3) Your font ist difficult to read (especially when you have bad eyes). The black font on the background is confusing.
4) Your news-topics should be more on the top of your page. remember: the normal visitor dosen't like scrollbars!!!
Look again at your page - or even better let it be testet by some none-webusers (the less they know the web the better they are) and hear what they say.
But nonetheless: you are on a goodway
greetings from germany
your augure3
Originally posted by TheLegacyLady
I'm new to HTML coding as of a year ago. I found First Page a few months ago and it's been a HUGE help! I'd love some feedback on my site. I'm having trouble in Netscape getting the greenish table to be spaced properly around the text table. Could someone steer me in the correct direction?
Thanks,
Kara
www.thelegacylady.com
:)
ThFhAtEcRiMe
11-06-2002, 02:42 PM
goodjob it was worth the click
DCElliott
11-06-2002, 06:52 PM
Very rich use of colour and texture. The sensibilities of the site come through loud and clear. I do agree with the content rearranging idea to more clearly convery - up front - what the site is for. It is a commercially oriented site - make sure people immediately know stuff is for sale.
There are some very constructive criticisms from previous posters that I won't repeat.
Now - to one of your earlier questions.

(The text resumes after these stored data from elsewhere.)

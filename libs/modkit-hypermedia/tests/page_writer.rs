#![allow(clippy::unwrap_used, clippy::expect_used)]

//! Page writing: counts, navigation links and item rendering.

mod common;

use common::{Person, ann, ctx, frank, representor};
use modkit_hypermedia::{
    AllowAll, ErrorKind, HAL_JSON, HypermediaError, JSON_LD, Page, PageRequest, PagingConfig,
    Problem, RequestContext, RequestSelection,
};
use serde_json::{Value, json};
use url::Url;

fn people(count: u64) -> Vec<Person> {
    (1..=count)
        .map(|id| Person {
            id,
            name: format!("P{id}"),
            ..ann()
        })
        .collect()
}

fn hal_page(page: &Page) -> Value {
    let rendered = representor()
        .write_page(HAL_JSON, page, &AllowAll, &ctx())
        .unwrap();
    assert_eq!(rendered.media_type, HAL_JSON);
    serde_json::from_str(&rendered.body).unwrap()
}

#[test]
fn middle_page_links_both_ways() {
    let page = Page::new("person", people(2), 2, 2, 5);
    assert_eq!(page.last_page_number(), 3);

    let body = hal_page(&page);
    assert_eq!(body["total"], 5);
    assert_eq!(body["count"], 2);
    assert_eq!(
        body["_links"],
        json!({
            "collection": {"href": "http://host/p/person"},
            "self": {"href": "http://host/p/person?page=2&per_page=2"},
            "first": {"href": "http://host/p/person?page=1&per_page=2"},
            "prev": {"href": "http://host/p/person?page=1&per_page=2"},
            "next": {"href": "http://host/p/person?page=3&per_page=2"},
            "last": {"href": "http://host/p/person?page=3&per_page=2"}
        })
    );

    let items = body["_embedded"]["person"].as_array().unwrap();
    assert_eq!(items.len(), 2);
    assert_eq!(items[0]["name"], "P1");
    assert_eq!(items[0]["_links"]["self"]["href"], "http://host/p/person/1");
    assert_eq!(items[1]["_links"]["self"]["href"], "http://host/p/person/2");
}

#[test]
fn first_page_has_no_previous_link() {
    let body = hal_page(&Page::new("person", people(2), 1, 2, 5));
    assert!(body["_links"].get("prev").is_none());
    assert!(body["_links"].get("next").is_some());
}

#[test]
fn last_page_has_no_next_link() {
    let body = hal_page(&Page::new("person", people(1), 3, 2, 5));
    assert!(body["_links"].get("prev").is_some());
    assert!(body["_links"].get("next").is_none());
    assert_eq!(
        body["_links"]["last"]["href"],
        "http://host/p/person?page=3&per_page=2"
    );
}

#[test]
fn empty_collection_is_a_single_page() {
    let body = hal_page(&Page::new::<Person>("person", vec![], 1, 30, 0));
    assert_eq!(body["total"], 0);
    assert_eq!(body["count"], 0);
    assert_eq!(body["_embedded"]["person"], json!([]));
    assert!(body["_links"].get("prev").is_none());
    assert!(body["_links"].get("next").is_none());
    assert_eq!(
        body["_links"]["last"]["href"],
        "http://host/p/person?page=1&per_page=30"
    );
}

#[test]
fn navigation_presence_matches_page_bounds() {
    for total in [0_u64, 1, 4, 5, 6, 17] {
        for per_page in [1_u32, 2, 5] {
            let last = total.div_ceil(u64::from(per_page)).max(1);
            for number in 1..=u32::try_from(last).unwrap() + 1 {
                let page = Page::new::<Person>("person", vec![], number, per_page, total);
                let body = hal_page(&page);
                let links = &body["_links"];
                assert_eq!(links.get("prev").is_some(), number > 1, "{total}/{per_page}/{number}");
                assert_eq!(
                    links.get("next").is_some(),
                    u64::from(number) < last,
                    "{total}/{per_page}/{number}"
                );
                assert_eq!(
                    links["last"]["href"],
                    format!("http://host/p/person?page={last}&per_page={per_page}")
                );
            }
        }
    }
}

#[test]
fn origin_path_drives_navigation_urls() {
    let page = Page::new("person", people(1), 1, 1, 2).with_origin_path("/p/person?sort=name&page=7");
    let body = hal_page(&page);
    assert_eq!(
        body["_links"]["collection"]["href"],
        "http://host/p/person?sort=name&page=7"
    );
    assert_eq!(
        body["_links"]["next"]["href"],
        "http://host/p/person?sort=name&page=2&per_page=1"
    );
}

#[test]
fn items_are_independent_traversal_roots() {
    let mut first = frank();
    first.id = 10;
    let second = frank();
    let page = Page::new("person", vec![first, second], 1, 2, 2);
    let selection = RequestSelection::from_query("embedded=employer");

    let rendered = representor()
        .write_page(HAL_JSON, &page, &selection, &ctx())
        .unwrap();
    let body: Value = serde_json::from_str(&rendered.body).unwrap();

    for item in body["_embedded"]["person"].as_array().unwrap() {
        assert_eq!(item["_embedded"]["employer"]["name"], "Acme");
        assert!(item["_embedded"]["employer"].get("_embedded").is_none());
    }
}

#[test]
fn hydra_collection_shape() {
    let page = Page::new("person", people(2), 2, 2, 5);
    let rendered = representor()
        .write_page(JSON_LD, &page, &AllowAll, &ctx())
        .unwrap();
    let body: Value = serde_json::from_str(&rendered.body).unwrap();

    assert_eq!(body["@type"], "Collection");
    assert_eq!(body["@id"], "http://host/p/person");
    assert_eq!(body["totalItems"], 5);
    assert_eq!(body["numberOfItems"], 2);
    assert_eq!(body["view"]["@type"], "PartialCollectionView");
    assert_eq!(body["view"]["previous"], "http://host/p/person?page=1&per_page=2");
    assert_eq!(body["view"]["next"], "http://host/p/person?page=3&per_page=2");

    let members = body["member"].as_array().unwrap();
    assert_eq!(members.len(), 2);
    assert!(members.iter().all(|m| m.get("@context").is_none()));
    assert_eq!(members[0]["@id"], "http://host/p/person/1");
}

#[test]
fn plain_json_page_shape() {
    let page = Page::new("person", people(1), 1, 1, 1);
    let rendered = representor()
        .write_page("application/json", &page, &AllowAll, &ctx())
        .unwrap();
    let body: Value = serde_json::from_str(&rendered.body).unwrap();

    assert_eq!(body["collection"], "http://host/p/person");
    assert_eq!(body["items"][0]["self"], "http://host/p/person/1");
    assert_eq!(
        body["pages"],
        json!({
            "current": "http://host/p/person?page=1&per_page=1",
            "first": "http://host/p/person?page=1&per_page=1",
            "last": "http://host/p/person?page=1&per_page=1"
        })
    );
}

#[test]
fn zero_page_size_is_rejected() {
    let err = representor()
        .write_page(HAL_JSON, &Page::new("person", people(1), 1, 0, 1), &AllowAll, &ctx())
        .unwrap_err();
    assert!(matches!(err, HypermediaError::InvalidPage(_)));
    assert_eq!(err.kind(), ErrorKind::Request);
    assert_eq!(Problem::from(&err).status, http::StatusCode::BAD_REQUEST);
}

#[test]
fn page_of_unregistered_type_fails() {
    let err = representor()
        .write_page(HAL_JSON, &Page::new("ghost", people(1), 1, 1, 1), &AllowAll, &ctx())
        .unwrap_err();
    assert!(matches!(err, HypermediaError::UnregisteredType(_)));
}

#[test]
fn unknown_page_media_type_fails() {
    let err = representor()
        .write_page("text/csv", &Page::new("person", people(1), 1, 1, 1), &AllowAll, &ctx())
        .unwrap_err();
    assert!(matches!(
        err,
        HypermediaError::NoMapper { ref media_type, ref resource_type }
            if media_type == "text/csv" && resource_type == "person"
    ));
}

#[test]
fn page_request_feeds_page_numbers() {
    let config = PagingConfig::default();
    let request = PageRequest::from_query("page=2&per_page=3", &config).unwrap();
    let all = people(7);
    let offset = usize::try_from(request.offset()).unwrap();
    let items: Vec<Person> = all.into_iter().skip(offset).take(3).collect();
    let page = Page::new("person", items, request.page_number, request.items_per_page, 7);

    let ctx = RequestContext::new(Url::parse("http://host/api/").unwrap());
    let rendered = representor()
        .write_page(HAL_JSON, &page, &AllowAll, &ctx)
        .unwrap();
    let body: Value = serde_json::from_str(&rendered.body).unwrap();

    assert_eq!(body["_embedded"]["person"][0]["name"], "P4");
    assert_eq!(
        body["_links"]["next"]["href"],
        "http://host/api/p/person?page=3&per_page=3"
    );
}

Sheesh - Navigator sure is wonky with this page. I open up one time and it shrinks the main table to about 50% centered, other times it is 98% or so. If you look at in composer it is fine.
I think I have figured out your table nesting (good use of comment labelling of the structure - a lot of people could learn from your layout and proper documentation of the code) Navigator likes collapsing tables around content. If you use a <table width="98%"> it SHOULD do what its told - but obviously isn't doing it all the time. Try putting a <col width="100%"> after the table width tag to get Navigator the express the width called for. You may force the width that you want by using a transparent spacer gif in your outer table to hold the minimum width.
There are a number of places you could make more effective use of CSS. For example. For your left nav you have little flower images. You can use images for list dots and put your links in a list that automatically adds the graphic.
eg ul{list-style-image : images/teenypansytransparent.gif; direction : rtl;} would create a list with your graphic displayed on the right side
Simplifies coding. Also, I'd specify a special A.nav {text-decoration:none} or UL A {text-decoration:none} (contextual selector would not underline links if in an unordered list) for your nav links - that would clean up the nav a bit more and emphasize your flowers more.
Zero Angel
11-06-2002, 10:58 PM
Impressive. Though your a:hover attribute in your table of links looks akward, and the "close to my heart" graphic looks very pixelated. You might also want to group or use a different technique to make your links stand out more.